Première femme trans à s’imposer derrière les platines, la DJ new-yorkaise milite pour les queers tout en nous faisant danser jusqu’au bout de la nuit.
L
a DJ et productrice Honey Dijon n’a jamais dévié de sa ligne : rendre hommage. À la club culture d’abord et des lieux devenus mythiques comme le Paradise Garage de Larry Levan, le Sound Factory de Junior Vasquez à New York, ou encore la Warehouse de Frankie Knuckles à Chicago. Des espaces où danser et militer ne faisaient qu’un. Mais aussi à la club music (soul, disco, house, techno) qui l’a façonnée autant socialement que spirituellement et politiquement.

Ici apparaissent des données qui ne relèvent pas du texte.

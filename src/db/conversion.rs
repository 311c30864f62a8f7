//! Conversion cache repository
//!
//! Maps a content digest to the media reference Telegram assigned when the
//! converted clip was first uploaded. Entries are only ever written after a
//! successful fresh delivery and are never deleted.

use chrono::NaiveDateTime;
use rusqlite::Row;

use super::DbPool;
use crate::channels::{MediaKind, MediaRef};
use crate::pipeline::ContentDigest;
use crate::{Error, Result};

/// `SQLite` `datetime('now')` format
const SQLITE_DATETIME: &str = "%Y-%m-%d %H:%M:%S";

/// Provenance recorded next to a cache entry
#[derive(Debug, Clone, Default)]
pub struct CacheMeta {
    /// URL the content was first fetched from
    pub source_url: String,
    /// Size of the downloaded source in bytes
    pub size_bytes: u64,
}

/// A stored conversion with its provenance
#[derive(Debug, Clone, PartialEq, Eq)]
pub struct CacheEntry {
    /// Reference to resend
    pub media: MediaRef,
    /// URL the content was fetched from when stored
    pub source_url: Option<String>,
    /// Source size in bytes
    pub size_bytes: Option<u64>,
    /// When the entry was written (UTC)
    pub created_at: Option<NaiveDateTime>,
}

/// Aggregate numbers about the cache
#[derive(Debug, Clone, PartialEq, Eq)]
pub struct CacheStats {
    /// Number of cached conversions
    pub entries: u64,
    /// Sum of source sizes for all entries
    pub total_bytes: u64,
    /// When the most recent entry was written (UTC)
    pub last_stored: Option<NaiveDateTime>,
}

/// Repository for the digest → reference mapping
#[derive(Debug, Clone)]
pub struct ConversionRepo {
    pool: DbPool,
}

impl ConversionRepo {
    /// Create a new repository
    #[must_use]
    pub const fn new(pool: DbPool) -> Self {
        Self { pool }
    }

    /// Look up the media reference for a digest
    ///
    /// # Errors
    ///
    /// Returns error if database operation fails or the stored kind is unknown
    pub fn lookup(&self, digest: &ContentDigest) -> Result<Option<MediaRef>> {
        Ok(self.entry(digest)?.map(|entry| entry.media))
    }

    /// Load the full entry for a digest
    ///
    /// # Errors
    ///
    /// Returns error if database operation fails or the stored kind is unknown
    pub fn entry(&self, digest: &ContentDigest) -> Result<Option<CacheEntry>> {
        let conn = self.pool.get().map_err(|e| Error::Database(e.to_string()))?;

        let result = conn.query_row(
            "SELECT reference, kind, source_url, size_bytes, created_at
             FROM conversions WHERE digest = ?1",
            [digest.to_hex()],
            Self::row_to_entry,
        );

        match result {
            Ok(entry) => entry.map(Some),
            Err(rusqlite::Error::QueryReturnedNoRows) => Ok(None),
            Err(e) => Err(e.into()),
        }
    }

    /// Store the media reference for a digest
    ///
    /// Last write wins on an existing digest.
    ///
    /// # Errors
    ///
    /// Returns error if database operation fails
    pub fn store(&self, digest: &ContentDigest, media: &MediaRef, meta: &CacheMeta) -> Result<()> {
        let conn = self.pool.get().map_err(|e| Error::Database(e.to_string()))?;

        conn.execute(
            r"INSERT INTO conversions (digest, reference, kind, source_url, size_bytes, created_at)
              VALUES (?1, ?2, ?3, ?4, ?5, datetime('now'))
              ON CONFLICT(digest) DO UPDATE SET
                reference = excluded.reference,
                kind = excluded.kind,
                source_url = excluded.source_url,
                size_bytes = excluded.size_bytes,
                created_at = datetime('now')",
            rusqlite::params![
                digest.to_hex(),
                media.file_id,
                media.kind.as_str(),
                meta.source_url,
                i64::try_from(meta.size_bytes).unwrap_or(i64::MAX),
            ],
        )?;

        Ok(())
    }

    /// Summarize the cache contents
    ///
    /// # Errors
    ///
    /// Returns error if database operation fails
    pub fn stats(&self) -> Result<CacheStats> {
        let conn = self.pool.get().map_err(|e| Error::Database(e.to_string()))?;

        let (entries, total_bytes, last_stored) = conn.query_row(
            "SELECT COUNT(*), COALESCE(SUM(size_bytes), 0), MAX(created_at) FROM conversions",
            [],
            |row| {
                Ok((
                    row.get::<_, i64>(0)?,
                    row.get::<_, i64>(1)?,
                    row.get::<_, Option<String>>(2)?,
                ))
            },
        )?;

        Ok(CacheStats {
            entries: u64::try_from(entries).unwrap_or_default(),
            total_bytes: u64::try_from(total_bytes).unwrap_or_default(),
            last_stored: last_stored.and_then(|s| parse_datetime(&s)),
        })
    }

    fn row_to_entry(row: &Row<'_>) -> rusqlite::Result<Result<CacheEntry>> {
        let file_id: String = row.get(0)?;
        let kind: String = row.get(1)?;
        let source_url: Option<String> = row.get(2)?;
        let size_bytes: Option<i64> = row.get(3)?;
        let created_at: Option<String> = row.get(4)?;

        let Some(kind) = MediaKind::parse(&kind) else {
            return Ok(Err(Error::Database(format!("unknown media kind {kind:?}"))));
        };

        Ok(Ok(CacheEntry {
            media: MediaRef::new(kind, file_id),
            source_url,
            size_bytes: size_bytes.and_then(|n| u64::try_from(n).ok()),
            created_at: created_at.and_then(|s| parse_datetime(&s)),
        }))
    }
}

fn parse_datetime(s: &str) -> Option<NaiveDateTime> {
    NaiveDateTime::parse_from_str(s, SQLITE_DATETIME).ok()
}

Formée auprès de figures comme Derrick Carter ou Danny Tenaglia, Honey Dijon n’a jamais oublié ses années de galère, en tant que l’une des premières DJ femmes et trans. Avant de devenir aujourd’hui une artiste réclamée à corps et à cris par les plus grands festivals et les clubs les plus pointus du monde. On murmure même que ses cachets dépassent désormais ceux de Jeff Mills, légende de la techno de Detroit.
Passée à la production il y a quelques années, elle signe aujourd’hui The Nightlife, son troisième album, une déclaration d’amour à ses débuts dans la nuit new-yorkaise, ce refuge où elle s’est enfin sentie elle-même, libre, respectée, jamais jugée. Quatorze titres de house vocale pure, capables d’embraser un dancefloor comme d’accompagner une séance de gym à domicile, pensés comme un voyage à la fois onirique et politique dans la culture house et tout ce qu’elle doit aux queers.
Véritable star, et prodige, des platines, Honey Dijon étend désormais son aura bien au-delà des clubs. On la retrouve sur deux titres de Renaissance de Beyoncé, hommage incandescent à la club culture et ses racines queer. Elle apparaîtra bientôt dans un clip de Madonna, développe sa propre marque de mode inspirée par Keith Haring ou Robert Mapplethorpe. Égérie pour Calvin Klein, elle a aussi mixé pour le premier défilé de Matthieu Blazy chez Chanel, squatte les front rows, et a récemment été invitée par la Tate à Londres pour partager sa vision de la musique, de l’art et de la mode.
Honey Dijon, plus incontournable que jamais, n’oublie jamais de rendre hommage à ceux et celles qui ont lutté pour qu’elle puisse être l’idole qu’elle est aujourd’hui. Et c’est pour ça qu’on l’aime autant.